Tools and Other Implementation Details:

  • I don’t wear headphones in the gym. I want to make myself as accessible to meet people. Your mileage may vary, but as many of you know, being at the gym and being “available” allows you to find workout partners which makes it easier to be consistent. If I haven’t made it clear, the goal of these workouts is consistency. I know that some of you would rather push a weighted sled for a mile rather than meet someone at the gym but there is growing amount of research that shows close friendships are a better indicator of longevity than exercise and even diet. I have found this to be especially true for men, in my experience, men age more gracefully with more friends.
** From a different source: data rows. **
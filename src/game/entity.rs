//! Entities
//!
//! An entity is an ordered body of `EntityTile`s plus a cached set of the
//! positions that can collide. The cache is derived from the body and is
//! rebuilt every time the body moves.

use std::collections::BTreeSet;
use serde::{Serialize, Deserialize};

use crate::core::position::Position;
use crate::game::map::Map;
use crate::game::player::PlayerStats;
use crate::game::tile::EntityTile;

/// What an entity is, beyond its footprint.
#[derive(Clone, Debug, PartialEq, Serialize, Deserialize)]
#[derive(Default)]
pub enum Role {
    /// Inert footprint with no stats
    #[default]
    Prop,
    /// The controllable player
    Player(PlayerStats),
}

/// Composite of body tiles with derived colliding positions.
///
/// Not serialisable on its own: levels store the body and stats and build the
/// entity through a constructor, which keeps the cache in sync.
#[derive(Clone, Debug, PartialEq)]
pub struct Entity {
    body: Vec<EntityTile>,
    colliding_positions: BTreeSet<Position>,
    role: Role,
}

impl Entity {
    /// Create a prop entity from its body.
    pub fn new(body: Vec<EntityTile>) -> Self {
        Self::with_role(body, Role::Prop)
    }

    /// Create a player entity.
    pub fn player(body: Vec<EntityTile>, stats: PlayerStats) -> Self {
        Self::with_role(body, Role::Player(stats))
    }

    /// Create an entity with an explicit role.
    pub fn with_role(body: Vec<EntityTile>, role: Role) -> Self {
        let mut entity = Self {
            body,
            colliding_positions: BTreeSet::new(),
            role,
        };
        entity.recompute_colliding_positions();
        entity
    }

    /// Body cells in their original order.
    #[inline]
    pub fn body(&self) -> &[EntityTile] {
        &self.body
    }

    /// Positions of the collidable body cells.
    #[inline]
    pub fn colliding_positions(&self) -> &BTreeSet<Position> {
        &self.colliding_positions
    }

    /// Rebuild the colliding-position cache from the body.
    pub fn recompute_colliding_positions(&mut self) {
        self.colliding_positions = self
            .body
            .iter()
            .filter(|tile| tile.is_collidable())
            .map(|tile| tile.position())
            .collect();
    }

    /// True iff any colliding position is in `positions`.
    pub fn collides_with_positions(&self, positions: &BTreeSet<Position>) -> bool {
        // Walk the smaller set
        if self.colliding_positions.len() <= positions.len() {
            self.colliding_positions.iter().any(|p| positions.contains(p))
        } else {
            positions.iter().any(|p| self.colliding_positions.contains(p))
        }
    }

    /// True iff the two entities' colliding positions overlap.
    pub fn collides_with(&self, other: &Entity) -> bool {
        self.collides_with_positions(other.colliding_positions())
    }

    /// True iff a colliding position sits on a collidable map cell.
    pub fn collides_with_map(&self, map: &Map) -> bool {
        self.collides_with_positions(map.collidable_positions())
    }

    /// Position of the first body cell.
    ///
    /// Bodies are expected in row-major order, making this the top-left corner.
    pub fn top_left(&self) -> Option<Position> {
        self.body.first().map(|tile| tile.position())
    }

    /// Position of the last body cell (bottom-right for row-major bodies).
    pub fn bottom_right(&self) -> Option<Position> {
        self.body.last().map(|tile| tile.position())
    }

    /// Entity role.
    #[inline]
    pub fn role(&self) -> &Role {
        &self.role
    }

    /// Player stats, if this is a player.
    pub fn stats(&self) -> Option<&PlayerStats> {
        match &self.role {
            Role::Player(stats) => Some(stats),
            Role::Prop => None,
        }
    }

    /// Mutable player stats, if this is a player.
    pub fn stats_mut(&mut self) -> Option<&mut PlayerStats> {
        match &mut self.role {
            Role::Player(stats) => Some(stats),
            Role::Prop => None,
        }
    }

    /// Shift every body cell by `direction`.
    ///
    /// Only `movement::commit_move` and `place_at` call this, so the map's
    /// footprint is always re-diffed afterwards.
    pub(crate) fn translate(&mut self, direction: Position) {
        for tile in &mut self.body {
            let moved = tile.position() + direction;
            tile.set_position(moved);
        }
        self.recompute_colliding_positions();
    }

    /// Move the body so its first cell lands on `anchor`, keeping its shape.
    pub(crate) fn place_at(&mut self, anchor: Position) {
        if let Some(top_left) = self.top_left() {
            self.translate(anchor - top_left);
        }
    }
}

// =============================================================================
// TESTS
// =============================================================================

#[cfg(test)]
mod tests {
    use super::*;
    use crate::game::tile::Tile;

    fn block(x: i32, y: i32, w: i32, h: i32) -> Entity {
        let mut body = Vec::new();
        for dy in 0..h {
            for dx in 0..w {
                body.push(EntityTile::new('o', true, Position::new(x + dx, y + dy)));
            }
        }
        Entity::new(body)
    }

    #[test]
    fn test_colliding_positions_skip_open_cells() {
        let entity = Entity::new(vec![
            EntityTile::new('@', true, Position::new(1, 1)),
            EntityTile::new('~', false, Position::new(2, 1)),
            EntityTile::new('@', true, Position::new(1, 2)),
        ]);

        let expected: BTreeSet<_> = [Position::new(1, 1), Position::new(1, 2)].into();
        assert_eq!(entity.colliding_positions(), &expected);
    }

    #[test]
    fn test_translate_recomputes_cache() {
        let mut entity = block(0, 0, 2, 1);
        entity.translate(Position::new(3, 4));

        let expected: BTreeSet<_> = [Position::new(3, 4), Position::new(4, 4)].into();
        assert_eq!(entity.colliding_positions(), &expected);
        assert_eq!(entity.top_left(), Some(Position::new(3, 4)));
        assert_eq!(entity.bottom_right(), Some(Position::new(4, 4)));
    }

    #[test]
    fn test_place_at_keeps_shape() {
        let mut entity = block(5, 5, 2, 2);
        entity.place_at(Position::new(0, 1));

        let positions: Vec<_> = entity.body().iter().map(|t| t.position()).collect();
        assert_eq!(
            positions,
            vec![
                Position::new(0, 1),
                Position::new(1, 1),
                Position::new(0, 2),
                Position::new(1, 2),
            ]
        );
    }

    #[test]
    fn test_entity_collision() {
        let a = block(0, 0, 2, 2);
        let b = block(1, 1, 2, 2);
        let c = block(5, 5, 1, 1);

        assert!(a.collides_with(&b));
        assert!(b.collides_with(&a));
        assert!(!a.collides_with(&c));
        assert!(!c.collides_with(&a));
    }

    #[test]
    fn test_open_cells_never_collide() {
        let ghost = Entity::new(vec![EntityTile::new('~', false, Position::new(0, 0))]);
        let solid = block(0, 0, 1, 1);
        assert!(!ghost.collides_with(&solid));
        assert!(!solid.collides_with(&ghost));
    }

    #[test]
    fn test_collides_with_map() {
        let map = Map::from_rows(&["   ", " # ", "   "], |c| c == '#');
        assert!(block(1, 1, 1, 1).collides_with_map(&map));
        assert!(block(0, 0, 2, 2).collides_with_map(&map));
        assert!(!block(0, 0, 1, 1).collides_with_map(&map));
        assert_eq!(map.static_tile_at(Position::new(1, 1)), Some(Tile::solid('#')));
    }

    #[test]
    fn test_prop_has_no_stats() {
        let mut entity = block(0, 0, 1, 1);
        assert!(entity.stats().is_none());
        assert!(entity.stats_mut().is_none());
        assert_eq!(entity.role(), &Role::Prop);
    }

    #[test]
    fn test_empty_body() {
        let mut entity = Entity::new(Vec::new());
        assert!(entity.colliding_positions().is_empty());
        assert_eq!(entity.top_left(), None);
        entity.place_at(Position::new(3, 3));
        assert!(entity.body().is_empty());
    }
}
  • I use the Gym Boss timer app to keep me on task, I don’t care which one you use, but use one.
  • I use a heart rate monitor every once in a while to make sure I am staying in the right zone, i.e. age – 180. Sometimes my HR gets as high as 145, but I just reduce the weight or reps until my HR gets into the right zone. Here are a couple I have either used or my athletes have used: Polar H7 with endomodo app, Polar FT 7, or Apple watch. I am also a huge fan of Lezyne products. While I haven’t used this watch, I covet it badly (I have their Super GPS for my bike and love it). I like having a GPS device and an HR monitor because it is helpful to know elevation gain, mileage and HR to pick the right event. For instance, I signed up for an event and that had either 1.2 miles uphill or .25 miles so I went to my local hill workout and now I know the suffer factor is 2 to 3 x my local hill for the 1.2.mile course.